Kodiak may seem an out-of-the-way place to start a Mother’s Day run to support women in the Congo. After all, the African nation is a world away.
But in this modern day of globalization, the effects of commerce stretch around across continents and oceans. Most people carry a piece of the Congo with them, Run For Congo Women organizer Patty Delate said.
The mineral coltan mined in the Democratic Republic of the Congo is used in the production of cell phones, laptop computers and digital cameras, but has also been cited as fueling conflicts in the Congo that have killed an estimated 5.4 million people since 1998.
“Somehow we’ve been desensitized to black Africa,” Delate said. “We see it as their fault because we don’t see our part in it.”
Delate has sisters in the Congo.
Their appearance wouldn’t tell you they are sisters. They’re not biologically related, but Delate writes to and supports the women, emotionally and financially, through the organization Women for Women International.
The place her sisters live has been called the worst place in the world to be a woman because rape is used as a weapon of war in past and continuing conflicts.
The Run For Congo Women, which starts May 8 at 2 p.m at Fort Abercrombie, attempts to make the life of women in the Democratic Republic of the Congo better. Money from the Women for Women programs goes to give women in the Congo financial assistance, job skills training and assistance to recover from the trauma of what they’ve faced.
“They do support women around the world,” Delate said, “But we’re specifically sending the money to Congolese women.”
Kodiak residents can go to wwww.active.com and search Kodiak to register for the run. The entry is $25 for adults and $5 for students.
Delate said she has always been interested in human rights, but when her daughter Elisha began working in the Congo through the Mercy Corps, Delate tried to find out more about the country through the news — and found very little coverage in U.S. media about conflict in the Congo.
“My daughter would tell us stories about the internally displaced camps,” Delate said. “A million people in displaced camps. Can you even imagine that?”
In her quest to find out more about the Congo, Delate came across Lisa Shannon’s book “A Thousand Sisters.” Shannon is the founder of Women for Women International that sponsors the run for Congo Women.
“I read her book and I was really inspired by it,” Delate said. “I was inspired that, you know, she’s an American woman, 30-something years old, and yet she devoted her life to this. It really spoke to me and I thought it was remarkable because I think a lot of 30-something-year-old people are really selfish.”
Delate was visiting Anchorage when she saw that Shannon would be speaking there in January. Delate invited Shannon to speak to a book club here in Kodiak that was reading “A Thousand Sisters.”
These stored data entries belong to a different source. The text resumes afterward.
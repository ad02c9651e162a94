//! The API endpoints URIs.
//!
//! For endpoints that take a parameter, e.g., '/api/transactions/{transaction_id}', use [format_endpoint].

/// The root route which redirects to the dashboard.
pub const ROOT: &str = "/";
/// The landing page for logged in users.
pub const DASHBOARD_VIEW: &str = "/dashboard";
/// The page for browsing, filtering and exporting the transaction history.
pub const TRANSACTIONS_VIEW: &str = "/transactions";
/// The page for editing reminder settings.
pub const SETTINGS_VIEW: &str = "/settings";
/// The page showing the user's account details and backup tools.
pub const PROFILE_VIEW: &str = "/profile";
/// The route for getting the registration page.
pub const REGISTER_VIEW: &str = "/register";
/// The route for getting the log in page.
pub const LOG_IN_VIEW: &str = "/log_in";
/// The route for instructions for resetting the user's password.
pub const FORGOT_PASSWORD_VIEW: &str = "/forgot_password";
/// The page to display when an internal server error occurs.
pub const INTERNAL_ERROR_VIEW: &str = "/error";
/// The route for static files.
pub const STATIC: &str = "/static";

/// The route for logging in a user.
pub const LOG_IN_API: &str = "/api/log_in";
/// The route for the client to log out the current user.
pub const LOG_OUT: &str = "/api/log_out";
/// The route to access users.
pub const USERS: &str = "/api/users";
/// The route to access transactions.
pub const TRANSACTIONS_API: &str = "/api/transactions";
/// The route to access a single transaction.
pub const TRANSACTION: &str = "/api/transactions/{transaction_id}";
/// The route for counting a user's transactions.
pub const TRANSACTION_COUNT: &str = "/api/transactions/count";
/// The route for downloading transactions as a CSV file.
pub const EXPORT: &str = "/api/transactions/export";
/// The route to upload JSON backups for importing transactions.
pub const IMPORT: &str = "/api/import";
/// The route to read and update reminder settings.
pub const SETTINGS_API: &str = "/api/settings";

/// Replace the parameter in `endpoint_path` with `id`.
///
/// A parameter is a string that starts with a left brace, followed by
/// lowercase letters or underscores, and ends with a right brace.
/// For example, in the endpoint path '/users/{user_id}', '{user_id}' is the parameter.
///
/// This function assumes that an endpoint path only contains ASCII characters
/// and a single parameter.
///
/// If no parameter is found in `endpoint_path`, the function returns the
/// the original `endpoint_path`.
pub fn format_endpoint(endpoint_path: &str, id: i64) -> String {
    let mut param_start = None;
    let mut param_end = None;

    for (i, c) in endpoint_path.chars().enumerate() {
        if c == '{' {
            param_start = Some(i);
        } else if param_start.is_some() && c == '}' {
            param_end = Some(i + 1);
            break;
        }
    }

    let param_start = match param_start {
        Some(start) => start,
        None => return endpoint_path.to_string(),
    };

    let param_end = param_end.unwrap_or(endpoint_path.len());

    format!(
        "{}{}{}",
        &endpoint_path[..param_start],
        id,
        &endpoint_path[param_end..]
    )
}

// These tests are here so that we know when we call `Uri::from_shared` it will not panic.
#[cfg(test)]
mod endpoints_tests {
    use axum::http::Uri;

    use crate::endpoints;

    use super::format_endpoint;

    fn assert_endpoint_is_valid_uri(uri: &str) {
        assert!(uri.parse::<Uri>().is_ok());
    }

    #[test]
    fn endpoints_are_valid_uris() {
        assert_endpoint_is_valid_uri(endpoints::ROOT);
        assert_endpoint_is_valid_uri(endpoints::DASHBOARD_VIEW);
        assert_endpoint_is_valid_uri(endpoints::TRANSACTIONS_VIEW);
        assert_endpoint_is_valid_uri(endpoints::SETTINGS_VIEW);
        assert_endpoint_is_valid_uri(endpoints::PROFILE_VIEW);
        assert_endpoint_is_valid_uri(endpoints::REGISTER_VIEW);
        assert_endpoint_is_valid_uri(endpoints::LOG_IN_VIEW);
        assert_endpoint_is_valid_uri(endpoints::FORGOT_PASSWORD_VIEW);
        assert_endpoint_is_valid_uri(endpoints::INTERNAL_ERROR_VIEW);
        assert_endpoint_is_valid_uri(endpoints::STATIC);

        assert_endpoint_is_valid_uri(endpoints::LOG_IN_API);
        assert_endpoint_is_valid_uri(endpoints::LOG_OUT);
        assert_endpoint_is_valid_uri(endpoints::USERS);
        assert_endpoint_is_valid_uri(endpoints::TRANSACTIONS_API);
        assert_endpoint_is_valid_uri(endpoints::TRANSACTION);
        assert_endpoint_is_valid_uri(endpoints::TRANSACTION_COUNT);
        assert_endpoint_is_valid_uri(endpoints::EXPORT);
        assert_endpoint_is_valid_uri(endpoints::IMPORT);
        assert_endpoint_is_valid_uri(endpoints::SETTINGS_API);
    }

    #[test]
    fn produces_valid_uri() {
        let formatted_path = format_endpoint(endpoints::TRANSACTION, 42);

        assert_eq!(formatted_path, "/api/transactions/42");
        assert!(formatted_path.parse::<Uri>().is_ok());
    }

    #[test]
    fn returns_original_path_with_no_parameter() {
        let formatted_path = format_endpoint(endpoints::TRANSACTIONS_API, 1);

        assert_eq!(formatted_path, endpoints::TRANSACTIONS_API);
    }

    #[test]
    fn parameter_in_middle() {
        let formatted_path = format_endpoint("/hello/{world}/bye", 1);

        assert_eq!(formatted_path, "/hello/1/bye");
        assert!(formatted_path.parse::<Uri>().is_ok());
    }
}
“Before she had even come, I had decided I wanted to do a run,” Delate said. “I just thought that Kodiak’s a very athletic. There are a lot of runs here.”
Delate will participate in the 5-kilometer walking portion of the run herself, even though a year ago she shattered her femur cross country skiing. She was unable to walk for six weeks and said she still isn’t completely back to normal.
The experience was a life changing, Delate said, because she met death.
“When you go through an event like that, you say, ‘What is my life worth?’” Delate said. “Certainly not to gain material things.”
In August, Delate will go to the Congo to visit her daughter and her Congolese sisters. She also plans to volunteer her skills as a nurse practitioner in a hospital that helps women recovering from the violence of rape.
“I believe we are all one. We’re all connected,” Delate said. “If somebody is suffering in the Congo and I have everything that I need — people are only happy when they share. And I think Kodiak is a community where people do share. Kodiak is a very generous community.”